Somehow, I have made a transition FROM living a fairly open and creative life of getting out into the world by myself and with Stephen, TO providing most of his and my food preparation (he also is on a very restrictive diet), wound and personal care, home maintenance, shopping, personal communication with the outside world, and emotional support. And, this list is very incomplete. Additionally, I do have some health concerns of my own, like mild emphysema, and so my energy is not without limit. However, I had to get hold of the situation. It was either that, or a much more complex solution of somehow, and I can’t even imagine how, turning this caregiving over to others. So for today, just comments on topics.
The biggest challenge in all of this has been finding a way to maintain my emotional stability. I’m strong, and I am caring in some degree, but I also have a short fuse and can have a terrible temper. It’s something I’ve been working on my whole life. But beyond that there are situations that can lead into a feeling of helplessness and hopelessness. For example, one night we had to change dressings six times. That is now over, thank God. Occasionally, I did blow up, I did raise my voice, I did whine.
Fortunately, always I knew in the back of my mind, that I had to get beyond the fireworks. Here’s how I did that. 1) I developed discernment about when I just had to keep going, and when I could give myself a break. 2) I slowly realized that no matter how bad it felt to be in this mess, and no matter that I wasn’t getting too much nurturing myself, my situation was definitely not as bad as the one my partner was in. 3) I had to move my beloved projects of music and technology clear to the back burner on another stove somewhere. 4) I had to focus on making the communication between Stephen and me productive.
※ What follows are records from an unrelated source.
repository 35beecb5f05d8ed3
//! Adapters between the outside world and the application layer.

pub mod csv;
//! Structured logging setup and the span shape shared by everything that handles a
//! single integration request.

use tracing::Span;
use tracing_subscriber::{EnvFilter, fmt, layer::SubscriberExt, util::SubscriberInitExt};
use uuid::Uuid;

/// Installs the global subscriber. `RUST_LOG` wins over `default_level`.
///
/// Output goes to stderr so stdout stays free for reports. Calling this twice, or after
/// another subscriber was installed, is harmless.
pub fn init_logging(default_level: &str) {
    let filter =
        EnvFilter::try_from_default_env().unwrap_or_else(|_| EnvFilter::new(default_level));

    let subscriber = tracing_subscriber::registry().with(filter).with(
        fmt::layer()
            .with_writer(std::io::stderr)
            .with_target(true)
            .with_ansi(false),
    );

    if subscriber.try_init().is_err() {
        tracing::debug!("Global tracing subscriber already initialized");
    }
}

/// Span for one unit of work on one request, carrying its correlation id.
pub fn request_span(
    parent: &Span,
    operation: &'static str,
    request_id: Uuid,
    correlation_id: &str,
) -> Span {
    tracing::info_span!(
        parent: parent,
        "request",
        operation,
        request_id = %request_id,
        correlation_id = %correlation_id,
    )
}
use clap::Parser;
use integration_hub::application::service::IntegrationRequestService;
use integration_hub::application::worker::OrchestrationWorker;
use integration_hub::config::HubConfig;
use integration_hub::domain::events::IntegrationRequestCreated;
use integration_hub::domain::ports::{RequestRepositoryBox, RequestRepositoryFactory};
use integration_hub::domain::request::IntegrationRequest;
use integration_hub::infrastructure::external_client::SimulatedExternalClient;
use integration_hub::infrastructure::in_memory::InMemoryRequestRepository;
use integration_hub::infrastructure::message_bus::InMemoryMessageBus;
use integration_hub::interfaces::csv::request_reader::RequestReader;
use integration_hub::interfaces::csv::status_writer::StatusWriter;
use integration_hub::logging::init_logging;
use integration_hub::shutdown::shutdown_channel;
use miette::{IntoDiagnostic, Result};
use std::fs::File;
use std::io;
use std::path::PathBuf;
use std::sync::Arc;
use std::time::Duration;
use tracing::{info, info_span, warn};
use uuid::Uuid;

const DRAIN_CHECK_INTERVAL: Duration = Duration::from_millis(50);

#[derive(Parser)]
#[command(author, version, about, long_about = None)]
struct Cli {
    /// Input submissions CSV file (external_id,source_system,target_system,payload)
    input: PathBuf,

    /// Path to persistent database (optional). If provided, uses RocksDB.
    #[arg(long, env = "INTEGRATION_HUB_DB_PATH")]
    db_path: Option<PathBuf>,

    /// JSON configuration file; command-line flags override its values.
    #[arg(long, env = "INTEGRATION_HUB_CONFIG")]
    config: Option<PathBuf>,

    /// Probability in [0, 1] that the simulated partner accepts a delivery.
    #[arg(long)]
    success_rate: Option<f64>,

    /// Fixed preparation delay, replacing the configured random range.
    #[arg(long)]
    preparation_delay_ms: Option<u64>,

    /// How long the consumer waits before polling an empty channel again.
    #[arg(long)]
    poll_interval_ms: Option<u64>,

    /// Upper bound on waiting for submitted requests to finish.
    #[arg(long)]
    drain_timeout_ms: Option<u64>,
}

impl Cli {
    fn load_config(&self) -> Result<HubConfig> {
        let mut config = match &self.config {
            Some(path) => HubConfig::from_file(path).into_diagnostic()?,
            None => HubConfig::default(),
        };

        if let Some(rate) = self.success_rate {
            config.external.success_rate = rate;
        }
        if let Some(delay) = self.preparation_delay_ms {
            config.worker.preparation_delay_min_ms = delay;
            config.worker.preparation_delay_max_ms = delay;
        }
        if let Some(interval) = self.poll_interval_ms {
            config.bus.poll_interval_ms = interval;
        }
        if let Some(timeout) = self.drain_timeout_ms {
            config.drain_timeout_ms = timeout;
        }

        config.validate().into_diagnostic()?;
        Ok(config)
    }
}

#[cfg(feature = "storage-rocksdb")]
fn repository_factory(db_path: Option<PathBuf>) -> Result<RequestRepositoryFactory> {
    use integration_hub::infrastructure::rocksdb::RocksDBRequestRepository;

    if let Some(db_path) = db_path {
        let store = RocksDBRequestRepository::open(db_path).into_diagnostic()?;
        return Ok(Arc::new(move || {
            Box::new(store.clone()) as RequestRepositoryBox
        }));
    }
    Ok(in_memory_factory())
}

#[cfg(not(feature = "storage-rocksdb"))]
fn repository_factory(db_path: Option<PathBuf>) -> Result<RequestRepositoryFactory> {
    if db_path.is_some() {
        eprintln!(
            "WARNING: Persistent storage requested via --db-path, but 'storage-rocksdb' feature is not enabled. Falling back to In-Memory storage."
        );
    }
    Ok(in_memory_factory())
}

fn in_memory_factory() -> RequestRepositoryFactory {
    let store = InMemoryRequestRepository::new();
    Arc::new(move || Box::new(store.clone()) as RequestRepositoryBox)
}

/// Submitted requests that have not reached a terminal status yet.
async fn pending_requests(
    service: &IntegrationRequestService,
    submitted: &[Uuid],
) -> Result<Vec<Uuid>> {
    let mut pending = Vec::new();
    for id in submitted {
        match service.get_by_id(*id).await.into_diagnostic()? {
            Some(request) if !request.is_terminal() => pending.push(*id),
            _ => {}
        }
    }
    Ok(pending)
}

async fn drain(
    service: &IntegrationRequestService,
    submitted: &[Uuid],
    timeout: Duration,
) -> Result<()> {
    let wait = async {
        while !pending_requests(service, submitted).await?.is_empty() {
            tokio::time::sleep(DRAIN_CHECK_INTERVAL).await;
        }
        Ok::<(), miette::Report>(())
    };

    tokio::select! {
        drained = tokio::time::timeout(timeout, wait) => match drained {
            Ok(result) => {
                result?;
            }
            Err(_) => {
                let pending = pending_requests(service, submitted).await?;
                eprintln!(
                    "WARNING: Drain timeout expired with {} request(s) still in progress.",
                    pending.len()
                );
            }
        },
        _ = tokio::signal::ctrl_c() => {
            warn!("Interrupted, stopping before all requests finished");
        }
    }
    Ok(())
}

#[tokio::main]
async fn main() -> Result<()> {
    let cli = Cli::parse();
    let config = cli.load_config()?;
    init_logging(&config.log_level);

    let root = info_span!("integration_hub", run_id = %Uuid::new_v4());

    let repositories = repository_factory(cli.db_path.clone())?;
    let bus = Arc::new(
        InMemoryMessageBus::<IntegrationRequestCreated>::new(config.bus.clone())
            .with_span(info_span!(parent: &root, "message_bus")),
    );
    let service = IntegrationRequestService::new(repositories(), bus.clone())
        .with_channel(config.worker.channel.clone())
        .with_span(info_span!(parent: &root, "intake"));
    let external = Arc::new(
        SimulatedExternalClient::new(config.external.clone())
            .with_span(info_span!(parent: &root, "external_client")),
    );
    let worker = Arc::new(
        OrchestrationWorker::new(bus, repositories, external, config.worker.clone())
            .with_span(info_span!(parent: &root, "orchestration_worker")),
    );

    let (trigger, signal) = shutdown_channel();
    let consumer = worker.spawn(signal);

    // Submit requests
    let file = File::open(&cli.input).into_diagnostic()?;
    let reader = RequestReader::new(file);
    let mut submitted = Vec::new();
    for row in reader.requests() {
        match row {
            Ok(command) => match service.submit(command, None).await {
                Ok(request) => submitted.push(request.id()),
                Err(e) => eprintln!("Error submitting request: {}", e),
            },
            Err(e) => eprintln!("Error reading request: {}", e),
        }
    }
    info!(count = submitted.len(), "Submitted integration requests");

    drain(&service, &submitted, config.drain_timeout()).await?;

    // Stop consuming
    let _ = trigger.send(true);
    consumer.await.into_diagnostic()?.into_diagnostic()?;

    // Collect final state in submission order
    let mut report: Vec<IntegrationRequest> = Vec::with_capacity(submitted.len());
    for id in &submitted {
        if let Some(request) = service.get_by_id(*id).await.into_diagnostic()? {
            report.push(request);
        }
    }

    let stdout = io::stdout();
    let mut writer = StatusWriter::new(stdout.lock());
    writer.write_requests(&report).into_diagnostic()?;

    Ok(())
}
//! Cooperative cancellation shared by the consumer loop and the workflow.
//!
//! A `watch` channel carries a single flag; flipping it to `true` asks every holder of a
//! receiver to stop at its next checkpoint.

use std::time::Duration;
use tokio::sync::watch;

pub type ShutdownSignal = watch::Receiver<bool>;
pub type ShutdownTrigger = watch::Sender<bool>;

pub fn shutdown_channel() -> (ShutdownTrigger, ShutdownSignal) {
    watch::channel(false)
}

pub fn is_cancelled(shutdown: &ShutdownSignal) -> bool {
    *shutdown.borrow()
}

/// Sleeps for `duration` unless shutdown is requested first.
///
/// Returns `true` when the full duration elapsed and `false` when cancelled. A dropped
/// trigger can no longer cancel anything, so the sleep then simply runs to completion.
pub async fn sleep_or_cancel(duration: Duration, shutdown: &mut ShutdownSignal) -> bool {
    if is_cancelled(shutdown) {
        return false;
    }
    let sleep = tokio::time::sleep(duration);
    tokio::pin!(sleep);
    loop {
        tokio::select! {
            _ = &mut sleep => return true,
            changed = shutdown.changed() => match changed {
                Ok(()) if is_cancelled(shutdown) => return false,
                Ok(()) => continue,
                Err(_) => {
                    (&mut sleep).await;
                    return true;
                }
            },
        }
    }
}
pub mod application;
pub mod config;
pub mod domain;
pub mod error;
pub mod infrastructure;
pub mod interfaces;
pub mod logging;
pub mod shutdown;
use crate::domain::request::IntegrationStatus;
use thiserror::Error;
use uuid::Uuid;

#[derive(Error, Debug)]
pub enum HubError {
    #[error("Invalid argument: {0}")]
    InvalidArgument(String),
    #[error("Integration request {0} not found")]
    NotFound(Uuid),
    #[error("Gateway failure: {0}")]
    GatewayFailure(String),
    #[error("Failed to send data to external system '{target_system}'")]
    DeliveryRejected { target_system: String },
    #[error("Illegal status transition from {from} to {to}")]
    IllegalTransition {
        from: IntegrationStatus,
        to: IntegrationStatus,
    },
    #[error("Channel '{channel}' is full (capacity {capacity})")]
    ChannelFull { channel: String, capacity: usize },
    #[error("Operation cancelled")]
    Cancelled,
    #[error("Configuration error: {0}")]
    Config(String),
    #[error("CSV error: {0}")]
    Csv(#[from] csv::Error),
    #[error("IO error: {0}")]
    Io(#[from] std::io::Error),
    #[cfg(feature = "storage-rocksdb")]
    #[error("Storage error: {0}")]
    Storage(#[from] rocksdb::Error),
}

impl HubError {
    /// Failures raised by a gateway call, as opposed to caller mistakes.
    pub fn is_gateway_failure(&self) -> bool {
        matches!(self, HubError::GatewayFailure(_) | HubError::Io(_))
            || self.is_storage_failure()
    }

    #[cfg(feature = "storage-rocksdb")]
    fn is_storage_failure(&self) -> bool {
        matches!(self, HubError::Storage(_))
    }

    #[cfg(not(feature = "storage-rocksdb"))]
    fn is_storage_failure(&self) -> bool {
        false
    }
}

pub type Result<T> = std::result::Result<T, HubError>;
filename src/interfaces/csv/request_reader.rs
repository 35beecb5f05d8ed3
use crate::application::service::SubmitRequest;
use crate::error::{HubError, Result};
use std::io::Read;

/// Reads submissions from a CSV source with the header
/// `external_id,source_system,target_system,payload`.
///
/// Headers and fields are trimmed. A payload containing commas must be quoted, with the
/// opening quote directly after the delimiter.
pub struct RequestReader<R: Read> {
    reader: csv::Reader<R>,
}

impl<R: Read> RequestReader<R> {
    /// Creates a new `RequestReader` from any `Read` source (e.g., File, Stdin).
    pub fn new(source: R) -> Self {
        let reader = csv::ReaderBuilder::new()
            .trim(csv::Trim::All)
            .from_reader(source);
        Self { reader }
    }

    /// Lazily deserializes one submission per row; a bad row yields an error and the
    /// iterator continues with the next one.
    pub fn requests(self) -> impl Iterator<Item = Result<SubmitRequest>> {
        self.reader
            .into_deserialize()
            .map(|result| result.map_err(HubError::from))
    }
}
use super::request::{IntegrationRequest, IntegrationStatus};
use crate::error::Result;
use async_trait::async_trait;
use std::sync::Arc;
use uuid::Uuid;

/// Persistence gateway for integration requests.
///
/// Implementations must return the latest `save` for an id on the next `load` made by
/// the same process.
#[async_trait]
pub trait RequestRepository: Send + Sync {
    async fn load(&self, id: Uuid) -> Result<Option<IntegrationRequest>>;
    /// The request most recently saved under `external_id`.
    async fn load_by_external_id(&self, external_id: &str) -> Result<Option<IntegrationRequest>>;
    async fn save(&self, request: &IntegrationRequest) -> Result<()>;
    /// All requests, newest first.
    async fn list_all(&self) -> Result<Vec<IntegrationRequest>>;
    /// Requests currently in `status`, newest first.
    async fn list_by_status(&self, status: IntegrationStatus) -> Result<Vec<IntegrationRequest>>;
}

/// Delivers a payload to a partner system.
///
/// `Ok(false)` means the partner answered and refused; `Err` means the call itself failed.
#[async_trait]
pub trait ExternalSystemClient: Send + Sync {
    async fn deliver(&self, target_system: &str, payload: &str, correlation_id: &str)
    -> Result<bool>;
}

/// Producer side of the message router.
#[async_trait]
pub trait MessagePublisher<M>: Send + Sync
where
    M: Send + 'static,
{
    async fn publish(&self, message: M, channel: &str, correlation_id: &str) -> Result<()>;
}

pub type RequestRepositoryBox = Box<dyn RequestRepository>;
pub type ExternalSystemClientRef = Arc<dyn ExternalSystemClient>;

/// Hands out a short-lived repository handle for one unit of work.
pub type RequestRepositoryFactory = Arc<dyn Fn() -> RequestRepositoryBox + Send + Sync>;
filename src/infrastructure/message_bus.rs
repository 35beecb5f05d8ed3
//! In-process publish/subscribe router with named channels.
//!
//! Each channel is an independent FIFO of `(message, correlation id)` envelopes, created
//! the first time anyone publishes to or consumes from it. A single reader per channel
//! drains it with `consume`, polling while the channel is empty.
//!
//! Delivery is best effort. A handler error is logged and the envelope is dropped, or
//! moved to `<channel>.dead-letter` when dead-lettering is enabled, from where
//! `replay_dead_letters` can put it back in line. Nothing survives a process restart.

use crate::config::{BusConfig, OverflowPolicy};
use crate::domain::ports::MessagePublisher;
use crate::error::{HubError, Result};
use crate::shutdown::{ShutdownSignal, is_cancelled, sleep_or_cancel};
use async_trait::async_trait;
use chrono::{DateTime, Utc};
use std::collections::{HashMap, VecDeque};
use std::fmt::Debug;
use std::future::Future;
use std::sync::Arc;
use std::sync::atomic::{AtomicUsize, Ordering};
use tokio::sync::{Mutex, RwLock};
use tracing::{Span, debug, error, info, warn};
use uuid::Uuid;

pub const DEAD_LETTER_SUFFIX: &str = ".dead-letter";

pub fn dead_letter_channel(channel: &str) -> String {
    format!("{}{}", channel, DEAD_LETTER_SUFFIX)
}

/// A published message together with the correlation id it travels with.
#[derive(Debug, Clone, PartialEq)]
pub struct Envelope<M> {
    pub message: M,
    pub correlation_id: String,
    pub enqueued_at: DateTime<Utc>,
}

struct Channel<M> {
    pending: Mutex<VecDeque<Envelope<M>>>,
    readers: AtomicUsize,
}

impl<M> Channel<M> {
    fn new() -> Self {
        Self {
            pending: Mutex::new(VecDeque::new()),
            readers: AtomicUsize::new(0),
        }
    }
}

/// Marks a consumer as attached to a channel for as long as it is alive.
struct ReaderRegistration<M> {
    channel: Arc<Channel<M>>,
}

impl<M> ReaderRegistration<M> {
    /// Returns the registration and the number of readers that were already attached.
    fn register(channel: Arc<Channel<M>>) -> (Self, usize) {
        let existing = channel.readers.fetch_add(1, Ordering::SeqCst);
        (Self { channel }, existing)
    }
}

impl<M> Drop for ReaderRegistration<M> {
    fn drop(&mut self) {
        self.channel.readers.fetch_sub(1, Ordering::SeqCst);
    }
}

pub struct InMemoryMessageBus<M> {
    channels: RwLock<HashMap<String, Arc<Channel<M>>>>,
    config: BusConfig,
    span: Span,
}

impl<M> InMemoryMessageBus<M>
where
    M: Clone + Debug + Send + Sync + 'static,
{
    pub fn new(config: BusConfig) -> Self {
        Self {
            channels: RwLock::new(HashMap::new()),
            config,
            span: tracing::info_span!("message_bus"),
        }
    }

    /// Attaches the bus's log output to `span` instead of its own root span.
    pub fn with_span(mut self, span: Span) -> Self {
        self.span = span;
        self
    }

    /// Appends `message` to `channel`, creating the channel on first use.
    ///
    /// Only fails for an empty channel name, or when a bounded channel is full under
    /// `OverflowPolicy::Reject`.
    pub async fn publish(&self, message: M, channel: &str, correlation_id: &str) -> Result<()> {
        validate_channel(channel)?;
        let envelope = Envelope {
            message,
            correlation_id: correlation_id.to_string(),
            enqueued_at: Utc::now(),
        };
        debug!(
            parent: &self.span,
            channel,
            correlation_id,
            message = ?envelope.message,
            "Message payload"
        );
        self.enqueue(channel, envelope).await?;
        info!(
            parent: &self.span,
            channel,
            correlation_id,
            message_type = std::any::type_name::<M>(),
            "Message published"
        );
        Ok(())
    }

    /// Publishes with a freshly generated correlation id, which is returned.
    pub async fn publish_with_new_correlation(&self, message: M, channel: &str) -> Result<String> {
        let correlation_id = Uuid::new_v4().to_string();
        self.publish(message, channel, &correlation_id).await?;
        Ok(correlation_id)
    }

    /// Removes and returns the oldest pending envelope, if any.
    pub async fn try_dequeue(&self, channel: &str) -> Result<Option<Envelope<M>>> {
        validate_channel(channel)?;
        let queue = self.channel(channel).await;
        let next = queue.pending.lock().await.pop_front();
        Ok(next)
    }

    pub async fn pending(&self, channel: &str) -> usize {
        let queue = self.channels.read().await.get(channel).cloned();
        match queue {
            Some(queue) => queue.pending.lock().await.len(),
            None => 0,
        }
    }

    /// Names of every channel created so far, sorted.
    pub async fn channels(&self) -> Vec<String> {
        let mut names: Vec<String> = self.channels.read().await.keys().cloned().collect();
        names.sort();
        names
    }

    /// Drains `channel` until `shutdown` fires.
    ///
    /// Envelopes are handed to `handler` one at a time in publish order; the next one is
    /// not dequeued until the handler returns. While the channel is empty the loop waits
    /// for the configured poll interval. Handler errors never stop the loop.
    pub async fn consume<F, Fut>(
        &self,
        channel: &str,
        handler: F,
        mut shutdown: ShutdownSignal,
    ) -> Result<()>
    where
        F: Fn(M, String) -> Fut + Send + Sync,
        Fut: Future<Output = Result<()>> + Send,
    {
        validate_channel(channel)?;
        let queue = self.channel(channel).await;
        let (_registration, existing) = ReaderRegistration::register(queue.clone());
        if existing > 0 {
            warn!(
                parent: &self.span,
                channel,
                readers = existing + 1,
                "Channel already has an active consumer; readers will race for messages"
            );
        }

        info!(parent: &self.span, channel, "Starting to consume messages");
        let poll_interval = self.config.poll_interval();

        while !is_cancelled(&shutdown) {
            let next = queue.pending.lock().await.pop_front();
            match next {
                Some(envelope) => self.dispatch(channel, envelope, &handler).await,
                None => {
                    if !sleep_or_cancel(poll_interval, &mut shutdown).await {
                        break;
                    }
                }
            }
        }

        info!(parent: &self.span, channel, "Stopped consuming messages");
        Ok(())
    }

    /// Moves every envelope parked on `<channel>.dead-letter` back onto `channel`, oldest
    /// first, and returns how many were moved.
    ///
    /// Correlation ids are kept. If `channel` refuses an envelope, that envelope and the
    /// ones after it stay parked and the error is returned.
    pub async fn replay_dead_letters(&self, channel: &str) -> Result<usize> {
        validate_channel(channel)?;
        let parked = self.channel(&dead_letter_channel(channel)).await;
        let mut drained = std::mem::take(&mut *parked.pending.lock().await);

        let mut moved = 0;
        while let Some(envelope) = drained.pop_front() {
            let envelope = Envelope {
                enqueued_at: Utc::now(),
                ..envelope
            };
            if let Err(e) = self.enqueue(channel, envelope.clone()).await {
                drained.push_front(envelope);
                let mut pending = parked.pending.lock().await;
                while let Some(rest) = drained.pop_back() {
                    pending.push_front(rest);
                }
                return Err(e);
            }
            moved += 1;
        }

        info!(parent: &self.span, channel, replayed = moved, "Dead-lettered messages replayed");
        Ok(moved)
    }

    async fn dispatch<F, Fut>(&self, channel: &str, envelope: Envelope<M>, handler: &F)
    where
        F: Fn(M, String) -> Fut + Send + Sync,
        Fut: Future<Output = Result<()>> + Send,
    {
        let correlation_id = envelope.correlation_id.clone();
        let queued_ms = (Utc::now() - envelope.enqueued_at).num_milliseconds();
        info!(
            parent: &self.span,
            channel,
            correlation_id = %correlation_id,
            queued_ms,
            "Processing message"
        );

        let retained = self.config.dead_letter.then(|| envelope.clone());
        match handler(envelope.message, envelope.correlation_id).await {
            Ok(()) => {
                info!(
                    parent: &self.span,
                    channel,
                    correlation_id = %correlation_id,
                    "Message processed successfully"
                );
            }
            Err(e) => {
                error!(
                    parent: &self.span,
                    channel,
                    correlation_id = %correlation_id,
                    error = %e,
                    "Error processing message"
                );
                if let Some(envelope) = retained {
                    self.dead_letter(channel, envelope).await;
                }
            }
        }
    }

    async fn dead_letter(&self, channel: &str, envelope: Envelope<M>) {
        let target = dead_letter_channel(channel);
        warn!(
            parent: &self.span,
            channel,
            dead_letter = %target,
            correlation_id = %envelope.correlation_id,
            "Moving message to dead-letter channel"
        );
        // Dead-letter channels are unbounded.
        let queue = self.channel(&target).await;
        queue.pending.lock().await.push_back(envelope);
    }

    async fn enqueue(&self, channel: &str, envelope: Envelope<M>) -> Result<()> {
        let queue = self.channel(channel).await;
        let evicted = {
            let mut pending = queue.pending.lock().await;
            let evicted = match self.config.capacity {
                Some(capacity) if pending.len() >= capacity => match self.config.overflow {
                    OverflowPolicy::Reject => {
                        warn!(
                            parent: &self.span,
                            channel,
                            capacity,
                            "Channel full, rejecting message"
                        );
                        return Err(HubError::ChannelFull {
                            channel: channel.to_string(),
                            capacity,
                        });
                    }
                    OverflowPolicy::DropOldest => pending.pop_front(),
                },
                _ => None,
            };
            pending.push_back(envelope);
            evicted
        };

        if let Some(evicted) = evicted {
            warn!(
                parent: &self.span,
                channel,
                correlation_id = %evicted.correlation_id,
                "Channel full, evicted oldest message"
            );
            if self.config.dead_letter {
                self.dead_letter(channel, evicted).await;
            }
        }
        Ok(())
    }

    async fn channel(&self, name: &str) -> Arc<Channel<M>> {
        if let Some(queue) = self.channels.read().await.get(name) {
            return queue.clone();
        }
        let mut channels = self.channels.write().await;
        channels
            .entry(name.to_string())
            .or_insert_with(|| Arc::new(Channel::new()))
            .clone()
    }
}

#[async_trait]
impl<M> MessagePublisher<M> for InMemoryMessageBus<M>
where
    M: Clone + Debug + Send + Sync + 'static,
{
    async fn publish(&self, message: M, channel: &str, correlation_id: &str) -> Result<()> {
        InMemoryMessageBus::publish(self, message, channel, correlation_id).await
    }
}

fn validate_channel(channel: &str) -> Result<()> {
    if channel.trim().is_empty() {
        Err(HubError::InvalidArgument(
            "Channel name cannot be empty".to_string(),
        ))
    } else {
        Ok(())
    }
}
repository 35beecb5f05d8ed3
use crate::domain::ports::RequestRepository;
use crate::domain::request::{IntegrationRequest, IntegrationStatus};
use crate::error::{HubError, Result};
use async_trait::async_trait;
use rocksdb::{ColumnFamily, ColumnFamilyDescriptor, DB, IteratorMode, Options, WriteBatch};
use std::path::Path;
use std::sync::Arc;
use uuid::Uuid;

/// Column Family holding serialized requests, keyed by request id.
pub const CF_REQUESTS: &str = "requests";
/// Column Family mapping partner external ids to request ids.
pub const CF_EXTERNAL_IDS: &str = "external_ids";

/// A persistent repository implementation using RocksDB.
///
/// Requests are stored as JSON under their 16-byte UUID. A second column family indexes
/// them by external id; both are written in one batch so the index never points at a
/// request that was not stored.
///
/// This struct is thread-safe (`Clone` shares the underlying `Arc<DB>`).
#[derive(Clone)]
pub struct RocksDBRequestRepository {
    db: Arc<DB>,
}

impl RocksDBRequestRepository {
    /// Opens or creates a RocksDB instance at the specified path, creating the column
    /// families if they are missing.
    pub fn open<P: AsRef<Path>>(path: P) -> Result<Self> {
        let mut opts = Options::default();
        opts.create_if_missing(true);
        opts.create_missing_column_families(true);

        let cf_requests = ColumnFamilyDescriptor::new(CF_REQUESTS, Options::default());
        let cf_external = ColumnFamilyDescriptor::new(CF_EXTERNAL_IDS, Options::default());

        let db = DB::open_cf_descriptors(&opts, path, vec![cf_requests, cf_external])?;

        Ok(Self { db: Arc::new(db) })
    }

    fn cf(&self, name: &str) -> Result<&ColumnFamily> {
        self.db
            .cf_handle(name)
            .ok_or_else(|| HubError::GatewayFailure(format!("Column family '{}' not found", name)))
    }

    fn decode(bytes: &[u8]) -> Result<IntegrationRequest> {
        serde_json::from_slice(bytes).map_err(|e| {
            HubError::GatewayFailure(format!("Failed to deserialize request: {}", e))
        })
    }

    fn scan<F>(&self, keep: F) -> Result<Vec<IntegrationRequest>>
    where
        F: Fn(&IntegrationRequest) -> bool,
    {
        let cf = self.cf(CF_REQUESTS)?;
        let mut requests = Vec::new();
        for item in self.db.iterator_cf(cf, IteratorMode::Start) {
            let (_key, value) = item?;
            let request = Self::decode(&value)?;
            if keep(&request) {
                requests.push(request);
            }
        }
        requests.sort_by(|a, b| b.created_at().cmp(&a.created_at()));
        Ok(requests)
    }
}

#[async_trait]
impl RequestRepository for RocksDBRequestRepository {
    async fn load(&self, id: Uuid) -> Result<Option<IntegrationRequest>> {
        let cf = self.cf(CF_REQUESTS)?;
        match self.db.get_cf(cf, id.as_bytes())? {
            Some(bytes) => Ok(Some(Self::decode(&bytes)?)),
            None => Ok(None),
        }
    }

    async fn load_by_external_id(&self, external_id: &str) -> Result<Option<IntegrationRequest>> {
        let indexed = {
            let cf = self.cf(CF_EXTERNAL_IDS)?;
            self.db.get_cf(cf, external_id.as_bytes())?
        };
        let Some(id_bytes) = indexed else {
            return Ok(None);
        };
        let id = Uuid::from_slice(&id_bytes)
            .map_err(|e| HubError::GatewayFailure(format!("Corrupt external id index: {}", e)))?;
        self.load(id).await
    }

    async fn save(&self, request: &IntegrationRequest) -> Result<()> {
        let requests = self.cf(CF_REQUESTS)?;
        let external_ids = self.cf(CF_EXTERNAL_IDS)?;

        let value = serde_json::to_vec(request).map_err(|e| {
            HubError::GatewayFailure(format!("Failed to serialize request: {}", e))
        })?;

        let mut batch = WriteBatch::default();
        batch.put_cf(requests, request.id().as_bytes(), value);
        batch.put_cf(
            external_ids,
            request.external_id().as_bytes(),
            request.id().as_bytes(),
        );
        self.db.write(batch)?;

        Ok(())
    }

    async fn list_all(&self) -> Result<Vec<IntegrationRequest>> {
        self.scan(|_| true)
    }

    async fn list_by_status(&self, status: IntegrationStatus) -> Result<Vec<IntegrationRequest>> {
        self.scan(|r| r.status() == status)
    }
}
A second challenge has been maintaining hope in the face of discouraging events. It was particularly hard for Stephen to spend the first week after the operation becoming stronger and more mobile, and then after the drug reaction, loosing so much ground, which he has still not recovered. I noticed that I naturally stepped in to saying things like, “Now you are going to recover,” and “It’s eventually going to be alright,” simply because he had lost some of his ability to be his own cheerleader. Yet, I had to be careful to acknowledge his feelings of hopelessness as understandable. I wasn’t sure sometimes, was I encouraging or praying?
One thing turned out alright so far. I had spend the months of January through March redecorating and renovating the room where Stephen would recuperate during his daylight hours. I had worked hard on the garden so that there would be plants and flowers and birds to look at during convalescence. The home was reasonably in order. Which I guess made it much easier for me to contract my life and dedicate myself to sharing this prepared space with him and his healing path. Like yesterday, I spent the whole day buying, modifying and installing bed lifters because he needs to sit 4″ higher. Us city guys can’t go out and shoot a deer (although there’s a squirrel or two that I had my eye on), but the bed lifter episode definitely put my family guy hormones into a hum.
Yeah. I just hope he gets better soon.